Q4. Which is the best tax-saving product?
For most people:
- ELSS for high returns
- PF/PPF for safety
- Term insurance for protection
- NPS for retirement
Q5. Can I claim tax benefits without proofs?
Your employer needs proofs. If you miss deadlines, you can still claim deductions while filing ITR.
Q6. Is NPS better than PPF for tax-saving?
NPS gives extra ₹50,000 deduction and market-linked returns, but has long lock-in till retirement.

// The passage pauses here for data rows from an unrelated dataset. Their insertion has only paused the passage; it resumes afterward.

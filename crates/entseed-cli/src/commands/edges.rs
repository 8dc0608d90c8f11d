use anyhow::{Context, Result};
use comfy_table::{Cell, Table as ComfyTable};

use entseed_core::graph::edges::EdgeCatalogue;
use entseed_core::schema::load::read_schema;
use entseed_core::ParsedSchema;

use crate::args::EdgesArgs;

pub fn run(args: &EdgesArgs) -> Result<()> {
    let entities = read_schema(&args.schema)
        .with_context(|| format!("Failed to load schema from {}", args.schema.display()))?;
    let schema = ParsedSchema::build(entities, None)?;

    if schema.edges.is_empty() {
        println!("No association edges in {}", args.schema.display());
        return Ok(());
    }

    println!("{}", catalogue_table(&schema.edges));
    Ok(())
}

fn catalogue_table(edges: &EdgeCatalogue) -> ComfyTable {
    let mut t = ComfyTable::new();
    t.set_header(vec!["Edge", "id1", "id2", "Symmetric", "Inverse"]);
    for edge in edges.values() {
        t.add_row(vec![
            Cell::new(&edge.edge_name),
            Cell::new(&edge.id1_type),
            Cell::new(&edge.id2_type),
            Cell::new(if edge.symmetric { "yes" } else { "" }),
            Cell::new(edge.inverse_edge.as_deref().unwrap_or("")),
        ]);
    }
    t
}
//! # Error Types
//!
//! Defines `EntseedError`, the unified error enum for every failure mode in
//! the entseed pipeline. Every variant names the entity, column or edge it
//! concerns. All of them are fatal: a run that hits one is aborted and nothing
//! is retried.

use thiserror::Error;

/// All errors that can occur in entseed operations.
#[derive(Error, Debug)]
pub enum EntseedError {
    #[error("Failed to parse schema JSON: {source}")]
    SchemaParse {
        #[source]
        source: serde_json::Error,
    },

    #[error("{owner}.{field} references unknown entity '{target}'")]
    UnknownEntity {
        owner: String,
        field: String,
        target: String,
    },

    #[error("Circular dependency detected involving entities: {entities}\n  The schema must admit a topological ordering.")]
    CircularDependency { entities: String },

    #[error("{entity}.{column} is a non-nullable reference to {entity} and no {entity} row exists yet to point it at")]
    SelfReference { entity: String, column: String },

    #[error("{entity}.{column} is a wildcard polymorphic reference but no entity in the schema has an id column")]
    NoIdentityEntity { entity: String, column: String },

    #[error("Unsupported derived field {derived} on {entity}.{field}\n  Derived fields are only supported on fields named <base>_id / <base>ID with a derived <base>_type / <base>Type")]
    DerivedField {
        entity: String,
        field: String,
        derived: String,
    },

    #[error("No {entity} row at index {row_index} (needed by {needed_by})")]
    MissingRow {
        entity: String,
        row_index: usize,
        needed_by: String,
    },

    #[error("Row {row_index} of table {table} has no column '{column}' needed by {entity}")]
    MissingColumn {
        entity: String,
        table: String,
        column: String,
        row_index: usize,
    },

    #[error("Entity {entity} has no fixed rows to pick from (needed by {needed_by})")]
    MissingFixedRows { entity: String, needed_by: String },

    #[error("No schema information for entity '{entity}'")]
    MissingEntity { entity: String },

    #[error("Unsupported field {entity}.{field}: {message}")]
    UnsupportedType {
        entity: String,
        field: String,
        message: String,
    },

    #[error("Value generation failed for column '{column}': {message}")]
    ValueGeneration { column: String, message: String },

    #[error("Unknown edge '{edge}'. Run `entseed edges` to list the edges in the schema")]
    UnknownEdge { edge: String },

    #[error("Stored configuration for edge '{edge}' does not match the schema: {message}")]
    EdgeConfigMismatch { edge: String, message: String },

    #[error("Expected exactly one assoc_edge_config row for edge '{edge}', found {found}")]
    EdgeConfigNotFound { edge: String, found: usize },

    #[error("Database connection failed: {message}\n  Connection string: {connection_hint}\n  Cause: {source}")]
    Connection {
        message: String,
        connection_hint: String,
        #[source]
        source: sqlx::Error,
    },

    #[error("COPY into {table} failed: {message}\n  SQL: {statement}\n  DB error: {source}")]
    CopyFailed {
        table: String,
        message: String,
        statement: String,
        #[source]
        source: sqlx::Error,
    },

    #[error("Query failed: {message}\n  SQL: {statement}\n  DB error: {source}")]
    Query {
        message: String,
        statement: String,
        #[source]
        source: sqlx::Error,
    },

    #[error("Output error: {message}: {source}")]
    Output {
        message: String,
        #[source]
        source: std::io::Error,
    },

    #[error("Configuration error: {message}")]
    Config { message: String },
}

pub type Result<T> = std::result::Result<T, EntseedError>;
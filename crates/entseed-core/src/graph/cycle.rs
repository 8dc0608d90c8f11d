use petgraph::algo::tarjan_scc;

use crate::graph::dag::DependencyGraph;

/// Find every dependency cycle in the graph.
///
/// Uses Tarjan's algorithm to find strongly connected components; each
/// component with more than one entity is a cycle. Self references never
/// appear here because they are kept out of the graph.
pub fn find_cycles(graph: &DependencyGraph) -> Vec<Vec<String>> {
    tarjan_scc(&graph.graph)
        .into_iter()
        .filter(|scc| scc.len() > 1)
        .map(|scc| {
            let mut names: Vec<String> = scc
                .iter()
                .map(|&idx| graph.entity_name(idx).to_string())
                .collect();
            names.sort();
            names
        })
        .collect()
}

Q7. Can I save tax without investing?
Yes, through:
- HRA
- LTA
- Standard deduction
- Home loan interest
Conclusion
Saving tax legally is all about knowing the right deductions and exemptions and using them wisely. Most salaried professionals in India can significantly reduce their tax burden by planning early, choosing smart investments, and maintaining proper documents. Whether through 80C, HRA, health insurance, NPS, or home loan deductions, you can increase your take-home salary while building long-term financial security.
Start planning today. A small effort now can save you thousands of rupees every year—and help you achieve your financial goals faster.